Bad PDF datastream; i.e. corrupted

Project:RUcore Jobs & Reports
Component:Job - production
Category:task
Priority:normal
Assigned:ibeard
Status:closed
Description

These objects have a bad/corrupted presentation PDF.

rutgers-lib:3079
rutgers-lib:2832
rutgers-lib:23921
rutgers-lib:34012
rutgers-lib:33701
rutgers-lib:34983
rutgers-lib:32925
rutgers-lib:33645

Comments

#1

I've worked through the RUcore objects marked as having bad PDFs. I was able to recover all but one object, whose ARCH-1 also appears to consist of a corrupted PDF.

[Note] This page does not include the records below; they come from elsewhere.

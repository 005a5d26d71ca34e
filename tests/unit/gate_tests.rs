//! Unit tests for `CommandGate` admission decisions.

use pwndbg_mcp::models::policy::AdmissionPolicy;
use pwndbg_mcp::policy::gate::{CommandGate, Rejection};

fn policy() -> AdmissionPolicy {
    AdmissionPolicy::default()
}

#[test]
fn admitted_commands_pass() {
    let policy = policy();
    for command in [
        "heap",
        "chunk 0x602010",
        "telescope $rsp 20",
        "search -t string /bin/sh",
        "info registers",
        "break *0x401136",
    ] {
        assert_eq!(
            CommandGate::validate(command, &policy),
            Ok(()),
            "{command} should pass"
        );
    }
}

#[test]
fn format_suffix_is_part_of_base_token() {
    let policy = policy();
    assert_eq!(
        CommandGate::validate("x/16gx 0x7ffe0000", &policy),
        Err(Rejection::NotWhitelisted("x/16gx".into()))
    );
}

#[test]
fn empty_and_blank_are_rejected() {
    let policy = policy();
    assert_eq!(CommandGate::validate("", &policy), Err(Rejection::Empty));
    assert_eq!(CommandGate::validate(" \t\n", &policy), Err(Rejection::Empty));
}

#[test]
fn unknown_base_command_is_rejected() {
    let policy = policy();
    assert_eq!(
        CommandGate::validate("shell ls", &policy),
        Err(Rejection::NotWhitelisted("shell".into()))
    );
}

#[test]
fn base_token_is_case_sensitive() {
    let policy = policy();
    assert_eq!(
        CommandGate::validate("Heap", &policy),
        Err(Rejection::NotWhitelisted("Heap".into()))
    );
}

#[test]
fn injection_after_admitted_command_is_dangerous() {
    let policy = policy();
    let result = CommandGate::validate("heap; rm -rf /", &policy);
    assert!(matches!(result, Err(Rejection::DangerousPattern(_))));
}

#[test]
fn denylist_matches_case_insensitively() {
    let policy = policy();
    assert_eq!(
        CommandGate::validate("info SUDO", &policy),
        Err(Rejection::DangerousPattern("sudo".into()))
    );
}

#[test]
fn shell_metacharacters_are_dangerous() {
    let policy = policy();
    for command in [
        "print $(id)",
        "print `id`",
        "info a && info b",
        "info a || info b",
        "print 1 | cat",
        "print 1 > /tmp/out",
        "print 1 < /tmp/in",
    ] {
        assert!(
            matches!(
                CommandGate::validate(command, &policy),
                Err(Rejection::DangerousPattern(_))
            ),
            "{command} should be rejected"
        );
    }
}

#[test]
fn substring_match_rejects_innocent_words() {
    // "result" contains "su"; the denylist is a plain substring match.
    let policy = policy();
    assert_eq!(
        CommandGate::validate("print result", &policy),
        Err(Rejection::DangerousPattern("su".into()))
    );
}

#[test]
fn spaced_subshell_is_not_caught() {
    let policy = policy();
    assert_eq!(CommandGate::validate("print $ (1)", &policy), Ok(()));
}

#[test]
fn length_limit_counts_characters() {
    let policy = AdmissionPolicy::new(["print"], Vec::<String>::new(), 10);
    assert_eq!(CommandGate::validate("print 1234", &policy), Ok(()));
    assert_eq!(
        CommandGate::validate("print 12345", &policy),
        Err(Rejection::TooLong { length: 11, max: 10 })
    );
    // Multibyte characters count once each.
    assert_eq!(CommandGate::validate("print éééé", &policy), Ok(()));
}

#[test]
fn default_length_limit_is_two_hundred() {
    let policy = policy();
    let long = format!("print {}", "1".repeat(195));
    assert!(matches!(
        CommandGate::validate(&long, &policy),
        Err(Rejection::TooLong { length: 201, max: 200 })
    ));
}

#[test]
fn dangerous_pattern_wins_over_unknown_base() {
    let policy = policy();
    assert!(matches!(
        CommandGate::validate("shell; id", &policy),
        Err(Rejection::DangerousPattern(_))
    ));
}

#[test]
fn rejection_messages_name_the_cause() {
    assert_eq!(Rejection::Empty.to_string(), "command is empty");
    assert_eq!(
        Rejection::NotWhitelisted("shell".into()).to_string(),
        "command `shell` is not allowed"
    );
    assert_eq!(
        Rejection::DangerousPattern("|".into()).to_string(),
        "dangerous pattern detected: `|`"
    );
    assert_eq!(
        Rejection::TooLong { length: 250, max: 200 }.to_string(),
        "command is too long (250 > 200 characters)"
    );
}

The cause of the bad PDFs appeared to be all across the map. I’ve created a table that describes what I found and action taken to correct. There are some outstanding issues that someone else may need to step in and correct, as highlighted in the table. And we may need to consider purging the object with the bad ARCH and presentation datastreams.

Object with bad PDF
EXIFTOOL Analysis of PDF file
Disposition
rutgers-lib:3079
Actually a 16.3MB PostScript file with MIME time “application/postscript.”  Creating Application is “GNU Ghostscript 652 (pswrite)” with creation date/time of 2005/04/17 13:26:57, though RUcore shows creation date as “2013-03-20T10:33:50.520Z
ARCH-1 datastreams valid. Created a new PDF from TIFF files. 
rutgers-lib:2832
Actually an HTML file renamed as a PDF. The page simply redirected to “http://www.scc.rutgers.edu”  Creation date is listed as 2013-03-20T10:36:38.144Z

ARCH-1 datastreams valid. Created a new PDF from TIFF files. 
rutgers-lib:23921
Contains two PDF files for a scholarly article. PDF-2 is a Japanese version with SOAR coversheet, and is valid.  PDF-1 is actually a 303-byte HTML file which states “You do not have permission to view this page.You will be redirected back to the login page in a short while.” and redirects to http://mss3.libraries.rutgers.edu/dlr/EDIT/login.php
ARCH datastreams valid. Found a Word doc from which new PDF was created. However, I’m not sure of the cover sheet I used is the correct one.  New coversheet may need to be created.
rutgers-lib:34012
Is actually a renamed TIFF file.
Converted to a Valid PDF file.
rutgers-lib:33701
Is actually a renamed TIFF file.
Converted to a Valid PDF file.
rutgers-lib:34983
Corrupted PDF fie. exiftool reports “Invalid xfref table”
ARCH datastream is a PDF, also corrupted, same problem.  This PDF appears to have been damaged from the start, or possibly corrupted during the ingest process. Unable to fix.
rutgers-lib:32925
Corrupted PDF fie. exiftool reports “Invalid xfref table”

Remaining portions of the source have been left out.